= Directions for this task =
Once you have counted the lines below that contain "shift", give that number and nothing else.

╭─ Data shown

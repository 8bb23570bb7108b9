use thiserror::Error;

/// Errors raised while building, training or evaluating a classifier.
#[derive(Debug, Error)]
pub enum BayesError {
    /// A row carried a category that the feature never registered.
    #[error("unknown category '{category}' in feature '{feature}'")]
    UnknownCategory { feature: String, category: String },

    /// A row carried a class label that the model never registered.
    #[error("unknown response '{label}'")]
    UnknownResponse { label: String },

    #[error("row has {found} fields, expected {expected}")]
    RowLength { expected: usize, found: usize },

    /// A rate could not be computed because its denominator was zero.
    ///
    /// Happens when the test folds hold no positive or no negative rows.
    #[error("cannot compute {rate}: {numerator} / 0 (test folds lack a class)")]
    DegenerateDataset {
        rate: &'static str,
        numerator: usize,
    },

    #[error("fold count must be at least 2, got {0}")]
    InvalidFoldCount(usize),

    #[error("fold index {shift} out of range for {folds} folds")]
    InvalidFoldIndex { shift: usize, folds: usize },

    #[error("column {column}: '{value}' is not a number")]
    InvalidNumber { column: usize, value: String },

    #[error(transparent)]
    Io(#[from] std::io::Error),

    #[error(transparent)]
    Csv(#[from] csv::Error),
}

pub type Result<T> = std::result::Result<T, BayesError>;
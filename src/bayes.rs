use crate::error::{BayesError, Result};
use crate::feature::CategoricalFeature;
use std::collections::{hash_map::Entry, HashMap};
use std::fmt::Write;

const LABEL_WIDTH: usize = 20;
const COUNT_WIDTH: usize = 6;

/// Categorical naive-Bayes classifier over an ordered list of features.
///
/// Feature `i` consumes column `i` of a row; the trailing column of a
/// training row is the response label.
#[derive(Debug, Default)]
pub struct NaiveBayesModel {
    features: Vec<CategoricalFeature>,
    responses: HashMap<String, usize>,
    response_order: Vec<String>,
    total_entries_per_response: Vec<u64>,
    total_entries: u64,
}

impl NaiveBayesModel {
    pub fn new() -> Self {
        Self::default()
    }

    pub fn register_response(&mut self, label: &str) {
        if let Entry::Vacant(entry) = self.responses.entry(label.to_string()) {
            entry.insert(self.response_order.len());
            self.response_order.push(label.to_string());
            self.total_entries_per_response.push(0);
        }
    }

    pub fn add_feature(&mut self, feature: CategoricalFeature) {
        self.features.push(feature);
    }

    pub fn response_index(&self, label: &str) -> Result<usize> {
        self.responses
            .get(label)
            .copied()
            .ok_or_else(|| BayesError::UnknownResponse {
                label: label.to_string(),
            })
    }

    pub fn responses(&self) -> &[String] {
        &self.response_order
    }

    pub fn features(&self) -> &[CategoricalFeature] {
        &self.features
    }

    pub fn total_entries(&self) -> u64 {
        self.total_entries
    }

    pub fn total_entries_per_response(&self) -> &[u64] {
        &self.total_entries_per_response
    }

    pub fn train_all<S: AsRef<str>>(&mut self, rows: &[Vec<S>]) -> Result<()> {
        for row in rows {
            self.train(row)?;
        }
        Ok(())
    }

    /// Accumulates one row: categories followed by the response label.
    ///
    /// The row is validated before any counter moves, so a rejected row
    /// leaves the model untouched.
    pub fn train<S: AsRef<str>>(&mut self, row: &[S]) -> Result<()> {
        let expected = self.features.len() + 1;
        if row.len() != expected {
            return Err(BayesError::RowLength {
                expected,
                found: row.len(),
            });
        }

        let (categories, label) = row.split_at(self.features.len());
        let response_index = self.response_index(label[0].as_ref())?;
        for (feature, category) in self.features.iter().zip(categories) {
            feature.index_of(category.as_ref())?;
        }

        for (feature, category) in self.features.iter_mut().zip(categories) {
            feature.record(category.as_ref(), response_index)?;
        }
        self.total_entries_per_response[response_index] += 1;
        self.total_entries += 1;
        Ok(())
    }

    /// `P(response) * Π P(category_i | response)`, not normalised.
    ///
    /// A response that never appeared in training scores 0.
    pub fn posterior_unnormalized<S: AsRef<str>>(
        &self,
        response: &str,
        categories: &[S],
    ) -> Result<f64> {
        let response_index = self.response_index(response)?;
        self.score(response_index, categories)
    }

    fn score<S: AsRef<str>>(&self, response_index: usize, categories: &[S]) -> Result<f64> {
        if categories.len() < self.features.len() {
            return Err(BayesError::RowLength {
                expected: self.features.len(),
                found: categories.len(),
            });
        }

        let response_total = self.total_entries_per_response[response_index];
        if response_total == 0 {
            // Still validate the categories so schema mismatches surface.
            for (feature, category) in self.features.iter().zip(categories) {
                feature.index_of(category.as_ref())?;
            }
            return Ok(0.0);
        }

        let mut probability = 1.0;
        for (feature, category) in self.features.iter().zip(categories) {
            probability *=
                feature.conditional_probability(category.as_ref(), response_index, response_total)?;
        }
        Ok(probability * (response_total as f64 / self.total_entries as f64))
    }

    /// Posterior for every response, in registration order.
    ///
    /// The vector is normalised to sum to one unless every score is zero, in
    /// which case it is returned as-is.
    pub fn posterior_distribution<S: AsRef<str>>(&self, categories: &[S]) -> Result<Vec<f64>> {
        let mut probabilities = (0..self.response_order.len())
            .map(|index| self.score(index, categories))
            .collect::<Result<Vec<f64>>>()?;

        let sum: f64 = probabilities.iter().sum();
        if sum != 0.0 {
            probabilities.iter_mut().for_each(|p| *p /= sum);
        }
        Ok(probabilities)
    }

    /// Renders every feature's count table followed by the response totals.
    pub fn frequency_table(&self) -> String {
        let mut out = String::new();
        for feature in &self.features {
            let _ = writeln!(out, "Feature: {}", feature.name());
            let _ = write!(out, "{:w$}", "", w = LABEL_WIDTH);
            for response in &self.response_order {
                let _ = write!(out, "{:<w$}", response, w = COUNT_WIDTH);
            }
            out.push('\n');

            for (category, row) in feature.rows() {
                let _ = write!(out, "{:.<w$}", category, w = LABEL_WIDTH);
                for count in row {
                    let _ = write!(out, "{:<w$}", count, w = COUNT_WIDTH);
                }
                out.push('\n');
            }

            let _ = write!(out, "{:.<w$}", "Total", w = LABEL_WIDTH);
            for total in &self.total_entries_per_response {
                let _ = write!(out, "{:<w$}", total, w = COUNT_WIDTH);
            }
            out.push_str("\n\n");
        }
        out
    }
}
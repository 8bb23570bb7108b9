//! Categorical naive-Bayes classification evaluated by cross-validated ROC
//! curves.
//!
//! Rows are sequences of category tokens followed by a class label. A
//! [`schema::Schema`] declares the features and the positive/negative
//! responses; [`evaluate::evaluate`] trains one model per fold and sweeps a
//! decision threshold over the held-out rows.

pub mod bayes;
pub mod bucket;
pub mod config;
pub mod datasets;
pub mod error;
pub mod evaluate;
pub mod feature;
pub mod loader;
pub mod partition;
pub mod render;
pub mod schema;

pub use bayes::NaiveBayesModel;
pub use error::{BayesError, Result};
pub use evaluate::{evaluate, EvalConfig, RocCurve, RocPoint};
pub use feature::CategoricalFeature;
pub use schema::{FeatureSpec, Schema};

╰─

= Response to this exercise =
2